Creating New Thanksgiving Memories
My first Thanksgiving as a Peace Corps Volunteer in Moldova was the best I ever celebrated.
As a recent college graduate, Thanksgiving had always come as a refuge during the hardest part of the fall semester. Getting away to see my family was a welcome break from my busy school life. Once I got home, I loved making cranberry turkeys with my mom, going to the movies with my dad and brother and watching television with my dog at my feet.
With so many wonderful Thanksgiving memories, I was worried about being in Moldova and feeling so far from home and my family. It turned out I had no reason to worry at all.
Because most volunteers here work in schools, we have to celebrate the holiday on the weekend. The second-year volunteers make sure everyone has a place to celebrate with as much food and fun as possible. I went with three other first-year volunteers to the home of Ingrid, a second-year health education volunteer, in a small village outside the city of Bălți. We celebrated the holiday with her host family and some of her Moldovan friends and neighbors.
When we arrived in the village on Saturday morning, Ingrid and her host mom had been hard at work, making all of the traditional Thanksgiving foods. In fact, the only thing we couldn’t get our hands on were sweet potatoes. We even had cranberry sauce, and Ingrid managed to make stuffing that tasted exactly like Stove Top, which is, in my opinion, the highest praise a stuffing can receive. We made Kraft macaroni and cheese (made with love and friendship, like all good mac and cheese), ranch dip, corn, roasted vegetables, a green bean casserole and mashed potatoes.
As excited as we were for those foods, the crowning glory was the turkey. That’s right, we had an actual turkey, which so far as I’ve seen, is not very common in Moldova. We were going to kill our own turkey, but the ones available in the village were too small. We had to go with the not-killing-your-own variety that was large enough for 15 people. As you can see in the photo, Ingrid and her host mom did a phenomenal job with it.
Because no Thanksgiving would be complete without dessert, we had no shortage of treats at the end: two pumpkin pies, two apple pies, two batches of brownies, a pear cake and a Moldovan chocolate cake called baba neagra, which Ingrid’s host mom made like magic in a pressure cooker. The next morning, our only regret was that we couldn’t have eaten more.
After dinner, the celebration turned from American to Moldovan, with a few hours of dancing the traditional hora to both Moldovan and American music. When I came to Moldova this past summer, I could not dance the hora. Now, six months later, I am just okay at it, but I give it a shot every time I have the opportunity. My Moldovan colleagues have told me that’s what matters. When Moldovans dance, it seems so effortless; I’m sure it does not look so graceful when they watch me dance, but it is fun, nonetheless.

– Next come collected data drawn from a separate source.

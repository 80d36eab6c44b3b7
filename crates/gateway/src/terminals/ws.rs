//! WebSocket endpoint shared by terminals and monitors.
//!
//! Flow:
//! 1. Client connects; the peer address is captured from `ConnectInfo`.
//! 2. The connection is announced to the session loop with an outbound
//!    channel.
//! 3. A writer task drains that channel into the socket while the reader
//!    loop forwards every text frame to the session loop.
//! 4. When either side ends, the loop is told the connection is gone.

use std::net::SocketAddr;

use axum::extract::ws::{close_code, CloseFrame, Message, WebSocket};
use axum::extract::{ConnectInfo, State, WebSocketUpgrade};
use axum::response::IntoResponse;
use futures_util::{SinkExt, StreamExt};
use tokio::sync::mpsc;

use super::event_loop::LoopEvent;
use super::registry::OutboundFrame;
use crate::state::AppState;

/// GET `<ws_path>`: upgrade to WebSocket.
pub async fn session_ws(
    ws: WebSocketUpgrade,
    State(state): State<AppState>,
    ConnectInfo(peer): ConnectInfo<SocketAddr>,
) -> impl IntoResponse {
    ws.on_upgrade(move |socket| handle_socket(socket, state, peer))
}

async fn handle_socket(socket: WebSocket, state: AppState, peer: SocketAddr) {
    let connection = state.next_connection_id();
    let (mut ws_sink, mut ws_stream) = socket.split();
    let (outbound_tx, mut outbound_rx) = mpsc::channel::<OutboundFrame>(state.config.server.outbound_queue);

    let announced = state
        .events
        .send(LoopEvent::Connected {
            connection,
            peer: peer.ip(),
            sink: outbound_tx,
        })
        .await;
    if announced.is_err() {
        tracing::warn!(%peer, "session loop not running, dropping connection");
        return;
    }
    tracing::info!(%connection, %peer, "client connected");

    // Writer task: forwards outbound frames to the WS sink.
    let writer = tokio::spawn(async move {
        while let Some(frame) = outbound_rx.recv().await {
            match frame {
                OutboundFrame::Text(text) => {
                    if ws_sink.send(Message::Text(text)).await.is_err() {
                        break;
                    }
                }
                OutboundFrame::Close(reason) => {
                    let close = CloseFrame {
                        code: close_code::POLICY,
                        reason: reason.into(),
                    };
                    let _ = ws_sink.send(Message::Close(Some(close))).await;
                    break;
                }
            }
        }
    });

    // Reader loop: every text frame goes to the session loop as-is.
    while let Some(Ok(msg)) = ws_stream.next().await {
        match msg {
            Message::Text(text) => {
                if state.events.send(LoopEvent::Frame { connection, text }).await.is_err() {
                    break;
                }
            }
            Message::Close(_) => break,
            // axum answers pings itself.
            _ => {}
        }
    }

    writer.abort();
    let _ = state.events.send(LoopEvent::Disconnected { connection }).await;
    tracing::info!(%connection, %peer, "client disconnected");
}
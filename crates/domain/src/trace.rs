use serde::Serialize;

use crate::{MemberId, TerminalId, UserGroup};

/// Structured activity events emitted across all shiftnet crates.
///
/// These replace a dedicated activity table: every billable transition is
/// logged once, as JSON, under the `sn_event` message.
#[derive(Debug, Clone, Serialize)]
#[serde(tag = "event")]
pub enum TraceEvent {
    TerminalConnected {
        terminal_id: TerminalId,
        peer: String,
    },
    TerminalDisconnected {
        terminal_id: TerminalId,
    },
    ConnectionSuperseded {
        terminal_id: TerminalId,
        stale_connection: u64,
        new_connection: u64,
    },
    SessionStarted {
        terminal_id: TerminalId,
        username: String,
        group: UserGroup,
        duration_minutes: i64,
        #[serde(skip_serializing_if = "Option::is_none")]
        voucher_code: Option<String>,
    },
    SessionStopped {
        terminal_id: TerminalId,
        username: String,
        group: UserGroup,
        reason: String,
    },
    SessionTimedOut {
        terminal_id: TerminalId,
        username: String,
        group: UserGroup,
    },
    TopupApplied {
        terminal_id: TerminalId,
        username: String,
        voucher_code: String,
        added_minutes: i64,
    },
    VoucherExhausted {
        terminal_id: TerminalId,
        voucher_code: String,
    },
    LoginRejected {
        terminal_id: TerminalId,
        username: String,
        reason: String,
    },
    MemberBound {
        terminal_id: TerminalId,
        member_id: MemberId,
    },
    MaintenanceStarted {
        terminal_id: TerminalId,
    },
    MaintenanceFinished {
        terminal_id: TerminalId,
    },
    StorePrepared {
        terminals: usize,
    },
}

impl TraceEvent {
    pub fn emit(&self) {
        let json = serde_json::to_string(self).unwrap_or_default();
        tracing::info!(trace_event = %json, "sn_event");
    }
}

#[cfg(test)]
mod tests {
    use super::*;

    #[test]
    fn serializes_with_event_tag() {
        let event = TraceEvent::SessionStarted {
            terminal_id: 3,
            username: "Guest".into(),
            group: UserGroup::Guest,
            duration_minutes: 60,
            voucher_code: Some("6JNOFP".into()),
        };
        let value = serde_json::to_value(&event).unwrap();
        assert_eq!(value["event"], "SessionStarted");
        assert_eq!(value["group"], "guest");
        assert_eq!(value["voucher_code"], "6JNOFP");
    }

    #[test]
    fn absent_voucher_code_is_omitted() {
        let event = TraceEvent::SessionStarted {
            terminal_id: 1,
            username: "alice".into(),
            group: UserGroup::Member,
            duration_minutes: 10,
            voucher_code: None,
        };
        let value = serde_json::to_value(&event).unwrap();
        assert!(value.get("voucher_code").is_none());
    }
}
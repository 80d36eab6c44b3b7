//! The shiftnet billing server: WebSocket transport, session router and
//! the single event loop that owns all terminal sessions.

pub mod bootstrap;
pub mod cli;
pub mod state;
pub mod terminals;
use sn_domain::{User, Voucher};

/// Something a session transition wants the caller to persist or announce.
///
/// Payloads are snapshots taken when the event fired, so a caller still
/// sees the prior occupant after a timeout has reset the session.
#[derive(Debug, Clone, PartialEq, Eq)]
pub enum SessionEvent {
    /// Remaining time changed (tick or topup).
    Updated { user: User, active_voucher: Voucher },
    /// The occupant ran out of time; the session has been reset.
    TimedOut { user: User, active_voucher: Voucher },
    /// The active guest voucher hit zero.  If the backlog was non-empty its
    /// head is now active.
    VoucherExhausted { code: String },
}

impl SessionEvent {
    pub fn name(&self) -> &'static str {
        match self {
            Self::Updated { .. } => "updated",
            Self::TimedOut { .. } => "timed_out",
            Self::VoucherExhausted { .. } => "voucher_exhausted",
        }
    }
}
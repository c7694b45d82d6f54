//! AnalyticsStore trait definition

use crate::analytics::models::{Event, UserAnalytics};
use crate::error::StoreError;
use async_trait::async_trait;

/// Abstract interface for the event-driven analytics aggregator.
#[async_trait]
pub trait AnalyticsStore: Send + Sync {
    /// Ingest one activity event: append it to the event log, materialize
    /// the handle's analytics record if needed, and update the derived
    /// flags. Fails with `InvalidEvent` when `handle` or `event_type` is
    /// empty.
    async fn process_event(&self, event: Event) -> Result<(), StoreError>;

    /// Analytics for one handle. Fails with `NotFound` when no event has
    /// ever materialized a record for it.
    async fn get_user_analytics(&self, handle: &str) -> Result<UserAnalytics, StoreError>;

    /// All analytics records, in no guaranteed order.
    async fn get_all_user_analytics(&self) -> Result<Vec<UserAnalytics>, StoreError>;

    /// Remove a handle's analytics record. Fails with `NotFound` when
    /// absent. Independent of the user's own lifecycle: deleting a user
    /// does not cascade here.
    async fn delete_user_analytics(&self, handle: &str) -> Result<(), StoreError>;
}
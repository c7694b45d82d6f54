//! Timeline query engine: recency-ordered offset pagination over a single
//! author's tweets.
//!
//! Each call re-reads current state under the content store's own lock;
//! there is no snapshot isolation across calls, so concurrent inserts may
//! shift page boundaries between two calls by the same caller. That is a
//! documented property of offset pagination here, not a defect.

use crate::content::traits::ContentStore;
use crate::error::StoreError;
use crate::timeline::models::TimelinePage;
use std::sync::Arc;
use tracing::debug;

/// Page size used when the caller passes a non-positive limit.
pub const DEFAULT_PAGE_LIMIT: i64 = 20;

/// Paginates a handle's own tweets from the content store.
pub struct TimelineEngine {
    content: Arc<dyn ContentStore>,
    default_limit: i64,
}

impl TimelineEngine {
    /// Create an engine over the given content store.
    pub fn new(content: Arc<dyn ContentStore>) -> Self {
        Self {
            content,
            default_limit: DEFAULT_PAGE_LIMIT,
        }
    }

    /// Override the default page size (see `EngineConfig`).
    pub fn with_default_limit(mut self, limit: i64) -> Self {
        self.default_limit = limit;
        self
    }

    /// Read one page of `handle`'s timeline, newest first.
    ///
    /// `limit <= 0` falls back to the configured default; `offset < 0`
    /// is treated as 0; an offset past the end yields an empty page.
    pub async fn get_timeline(
        &self,
        handle: &str,
        limit: i64,
        offset: i64,
    ) -> Result<TimelinePage, StoreError> {
        if handle.is_empty() {
            return Err(StoreError::Validation("handle is required"));
        }

        let limit = if limit <= 0 { self.default_limit } else { limit };
        let offset = offset.max(0);

        let mut tweets = self.content.get_by_author(handle).await?;

        // Newest first; ties broken by id so the order is deterministic
        // within a single snapshot
        tweets.sort_by(|a, b| b.created_at.cmp(&a.created_at).then_with(|| a.id.cmp(&b.id)));

        let page: Vec<_> = tweets
            .into_iter()
            .skip(offset as usize)
            .take(limit as usize)
            .collect();

        let next_offset = if (page.len() as i64) < limit {
            page.len() as i64
        } else {
            limit
        };

        debug!(
            handle = %handle,
            returned = page.len(),
            next_offset,
            "timeline page read"
        );
        Ok(TimelinePage {
            tweets: page,
            next_offset,
        })
    }
}

#[cfg(test)]
mod tests {
    use super::*;
    use crate::content::memory::InMemoryContentStore;
    use crate::content::models::TweetDraft;
    use chrono::{Duration, Utc};

    /// Store with `n` tweets by `handle`, one minute apart, oldest first.
    /// Returns the texts in newest-first order for easy assertions.
    async fn seeded(handle: &str, n: i64) -> (Arc<InMemoryContentStore>, Vec<String>) {
        let store = Arc::new(InMemoryContentStore::new());
        let base = Utc::now();
        for i in 0..n {
            store
                .create(
                    TweetDraft::new(handle, format!("tweet {i}"))
                        .at(base + Duration::minutes(i)),
                )
                .await
                .unwrap();
        }
        let newest_first = (0..n).rev().map(|i| format!("tweet {i}")).collect();
        (store, newest_first)
    }

    #[tokio::test]
    async fn test_middle_page() {
        let (store, newest_first) = seeded("lucas", 5).await;
        let engine = TimelineEngine::new(store);

        let page = engine.get_timeline("lucas", 2, 1).await.unwrap();
        assert_eq!(page.tweets.len(), 2);
        // 2nd and 3rd most recent
        assert_eq!(page.tweets[0].content.text, newest_first[1]);
        assert_eq!(page.tweets[1].content.text, newest_first[2]);
        assert_eq!(page.next_offset, 2);
    }

    #[tokio::test]
    async fn test_empty_author() {
        let store = Arc::new(InMemoryContentStore::new());
        let engine = TimelineEngine::new(store);

        let page = engine.get_timeline("lucas", 20, 0).await.unwrap();
        assert!(page.tweets.is_empty());
        assert_eq!(page.next_offset, 0);
    }

    #[tokio::test]
    async fn test_offset_past_end() {
        let (store, _) = seeded("lucas", 3).await;
        let engine = TimelineEngine::new(store);

        let page = engine.get_timeline("lucas", 10, 50).await.unwrap();
        assert!(page.tweets.is_empty());
        assert_eq!(page.next_offset, 0);
    }

    #[tokio::test]
    async fn test_limit_and_offset_defaults() {
        let (store, _) = seeded("lucas", 25).await;
        let engine = TimelineEngine::new(store);

        // limit <= 0 defaults to 20, offset < 0 defaults to 0
        let page = engine.get_timeline("lucas", 0, -3).await.unwrap();
        assert_eq!(page.tweets.len(), 20);
        assert_eq!(page.next_offset, 20);
    }

    #[tokio::test]
    async fn test_partial_last_page_next_offset() {
        let (store, _) = seeded("lucas", 5).await;
        let engine = TimelineEngine::new(store);

        let page = engine.get_timeline("lucas", 10, 3).await.unwrap();
        assert_eq!(page.tweets.len(), 2);
        assert_eq!(page.next_offset, 2);
    }

    #[tokio::test]
    async fn test_sorted_newest_first() {
        let (store, newest_first) = seeded("lucas", 4).await;
        let engine = TimelineEngine::new(store);

        let page = engine.get_timeline("lucas", 10, 0).await.unwrap();
        let texts: Vec<_> = page
            .tweets
            .iter()
            .map(|t| t.content.text.clone())
            .collect();
        assert_eq!(texts, newest_first);
    }

    #[tokio::test]
    async fn test_empty_handle_rejected() {
        let store = Arc::new(InMemoryContentStore::new());
        let engine = TimelineEngine::new(store);

        let err = engine.get_timeline("", 10, 0).await.unwrap_err();
        assert!(matches!(err, StoreError::Validation(_)));
    }

    #[tokio::test]
    async fn test_custom_default_limit() {
        let (store, _) = seeded("lucas", 10).await;
        let engine = TimelineEngine::new(store).with_default_limit(5);

        let page = engine.get_timeline("lucas", 0, 0).await.unwrap();
        assert_eq!(page.tweets.len(), 5);
        assert_eq!(page.next_offset, 5);
    }
}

Not only did I get to spend the weekend with my friends,
but Ingrid’s host family was also unbelievably welcoming and so excited to help
us celebrate. We had a wonderful holiday only because they are so wonderful.
Special thanks to them for their hospitality and to Ingrid’s school director,
teaching partner and neighbors for being willing to celebrate with us and try
Kraft mac and cheese. I’m not sure they loved it, but we appreciated their
efforts to embrace American food.
Like I said, it turned out to be the best Thanksgiving I
have ever celebrated—partly because it was Moldovan-style, but mostly because
it was with some of my favorite people. With good food and good friends, you’re
never so far from home. So on this Thanksgiving, I am thankful for my service
in Moldova, and for all the amazing people it has led me to meet. Their
hospitality and grace is unparalleled.